Kinetic and Spatial
Analysis of Intracellular Signal Transduction Networks
Jason Haugh
Department of Chemical and Biomolecular
Engineering
An ongoing challenge in
mammalian cell biology is to bridge the gaps in our understanding of processes
at the molecular, cellular, and tissue levels.
Central to the hierarchy of biological complexity is the field of signal transduction, which deals with
the biochemical mechanisms and pathways by which cells respond to external
stimuli, such as soluble growth factors/cytokines, immobilized ligands such as those found in extracellular
matrix or the surfaces of other cells, and mechanical forces. Intracellular signaling processes control the
growth, survival, and migration of cells in normal physiological contexts, and
defects in signaling form the molecular basis for cancer, immune system
disorders, and other diseases. Using a
quantitative approach that combines biochemical measurements, live-cell fluorescence
microscopy, and mathematical modeling, we seek to characterize signal
transduction networks through analysis of their kinetics and spatial patterns
in cells. Based on analysis of
experimental data and informed where appropriate by knowledge of protein domain
structure, mechanistic models are developed that may be embedded (in
coarse-grained form) in mathematical representations of cell population
dynamics, with the goal of evaluating hypotheses regarding the concerted
responses of cells in tissues.
As an example of this
approach, our efforts to characterize signal transduction mediated by cell
surface receptors for platelet-derived growth factor (PDGF), a soluble factor
that accelerates dermal wound healing by directing the migration and
proliferation of dermal fibroblasts, will be described in two parts.

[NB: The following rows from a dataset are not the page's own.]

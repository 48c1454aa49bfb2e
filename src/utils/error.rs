//! Crate-wide error type.

use std::fmt;

/// Errors surfaced by this crate. A single flat enum rather than pulling
/// in an error-derive crate -- the variant set is small and stable.
#[derive(Debug)]
pub enum ElectionError {
    /// A single outbound RPC (vote or heartbeat) timed out or the
    /// transport reported a failure. Never propagated past the driver's
    /// internal plumbing -- see `TransientRpcFailure` in the design.
    RpcFailure(String),

    /// The cluster collaborator (gossip/transport layer) could not be
    /// reached at `start()` time.
    ClusterUnavailable(String),

    /// Malformed or unparseable configuration string.
    ConfigError(String),

    /// Catch-all for invariant violations and internal plumbing errors
    /// that `logged_err!` constructs inline.
    Internal(String),
}

impl fmt::Display for ElectionError {
    fn fmt(&self, f: &mut fmt::Formatter<'_>) -> fmt::Result {
        match self {
            Self::RpcFailure(msg) => write!(f, "RPC failure: {}", msg),
            Self::ClusterUnavailable(msg) => {
                write!(f, "cluster unavailable: {}", msg)
            }
            Self::ConfigError(msg) => write!(f, "config error: {}", msg),
            Self::Internal(msg) => write!(f, "internal error: {}", msg),
        }
    }
}

impl std::error::Error for ElectionError {}

impl From<toml::de::Error> for ElectionError {
    fn from(e: toml::de::Error) -> Self {
        Self::ConfigError(e.to_string())
    }
}

impl From<tokio::time::error::Elapsed> for ElectionError {
    fn from(e: tokio::time::error::Elapsed) -> Self {
        Self::RpcFailure(e.to_string())
    }
}

impl<T> From<tokio::sync::mpsc::error::SendError<T>> for ElectionError {
    fn from(e: tokio::sync::mpsc::error::SendError<T>) -> Self {
        Self::Internal(format!("send on closed channel: {}", e))
    }
}

impl From<bincode::Error> for ElectionError {
    fn from(e: bincode::Error) -> Self {
        Self::Internal(format!("(de)serialization error: {}", e))
    }
}
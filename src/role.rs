//! Role, leader-view, and role-change event types.

use crate::cluster::NodeId;
use crate::term::Term;

/// One of the three Raft roles, restricted to the election subset (no log
/// replication state attaches to any of them).
#[derive(Debug, Clone, Copy, PartialEq, Eq)]
pub enum Role {
    Follower,
    Candidate,
    Leader,
}

/// Published on every role entry. Delivered at-least-once per transition
/// to subscribers of `ElectionHandle::listen()`.
#[derive(Debug, Clone, PartialEq, Eq)]
pub enum ElectionEvent {
    BecameFollower { term: Term },
    BecameCandidate { term: Term },
    BecameLeader { term: Term },
}

impl ElectionEvent {
    pub fn term(&self) -> Term {
        match self {
            Self::BecameFollower { term }
            | Self::BecameCandidate { term }
            | Self::BecameLeader { term } => *term,
        }
    }
}

/// A node's view of who currently leads its election group.
#[derive(Debug, Clone, PartialEq, Eq)]
pub struct LeaderView {
    pub local_id: NodeId,
    pub known_leader: Option<NodeId>,
}

/// Internal transition notification fed into the driver's actor loop on
/// every role entry. Kept separate from `ElectionEvent`: this one drives
/// the driver's own reaction (start a vote round, begin heartbeating)
/// while `ElectionEvent` is purely for external subscribers. Modeled as a
/// tagged variant rather than three independent callbacks per the design
/// guidance, so ordering is trivially exact (one channel, one producer).
#[derive(Debug, Clone, Copy, PartialEq, Eq)]
pub(crate) enum RoleTransition {
    EnteredFollower,
    EnteredCandidate,
    EnteredLeader,
}
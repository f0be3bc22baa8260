//! Test helper utilities for kv-logger integration tests
//!
//! IMPORTANT: These helpers are test-only and should NEVER be used in production code.

// Allow dead code in test utilities - functions are used across different test files
#![allow(dead_code)]

use kv_logger::{Format, KvLogger, SyncWriter, Value, WriterSink};
use std::io::{self, Write};
use std::sync::{Arc, Mutex};

/// In-memory stand-in for stderr.
#[derive(Debug, Clone, Default)]
pub struct CapturedOutput {
    inner: Arc<Mutex<Vec<u8>>>,
}

impl CapturedOutput {
    pub fn contents(&self) -> String {
        String::from_utf8(self.inner.lock().unwrap().clone()).unwrap()
    }

    pub fn lines(&self) -> Vec<String> {
        self.contents().lines().map(str::to_string).collect()
    }

    /// Every captured line parsed as a JSON object.
    pub fn json_records(&self) -> Vec<serde_json::Map<String, serde_json::Value>> {
        self.lines()
            .iter()
            .map(|line| match serde_json::from_str(line) {
                Ok(serde_json::Value::Object(map)) => map,
                other => panic!("Not a JSON object: {line} ({other:?})"),
            })
            .collect()
    }
}

impl Write for CapturedOutput {
    fn write(&mut self, buf: &[u8]) -> io::Result<usize> {
        self.inner.lock().unwrap().extend_from_slice(buf);
        Ok(buf.len())
    }

    fn flush(&mut self) -> io::Result<()> {
        Ok(())
    }
}

/// Same wiring as `new_logger`, with output captured instead of sent to stderr.
pub fn create_test_logger(
    format: &str,
    debug_enabled: bool,
    reduce_info_logs: bool,
    base_fields: &[Value],
) -> (KvLogger, CapturedOutput) {
    let output = CapturedOutput::default();
    let sink = WriterSink::new(
        Format::parse(format),
        Arc::new(SyncWriter::new(output.clone())),
    );
    let logger = KvLogger::with_sink(
        Arc::new(sink),
        debug_enabled,
        reduce_info_logs,
        base_fields,
    );
    (logger, output)
}

/// Extract `key=value` for an unquoted logfmt value.
pub fn logfmt_value<'a>(line: &'a str, key: &str) -> Option<&'a str> {
    let prefix = format!("{key}=");
    line.split(' ')
        .find_map(|pair| pair.strip_prefix(prefix.as_str()))
}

In the first part of the talk, I will
describe spatial modeling and subcellular
characterization of the signaling mechanism by which fibroblasts sense PDGF
gradients, which in turn has led us to analyze tissue-scale models of wound invasion
driven by such gradients. The second
part of the talk will cover the elucidation and kinetic characterization of the
so-called crosstalk interactions
between two canonical signaling pathways strongly activated by PDGF receptors (Ras/Erk and PI 3-kinase), which has moved us towards
predictive modeling at the level of signal transduction networks.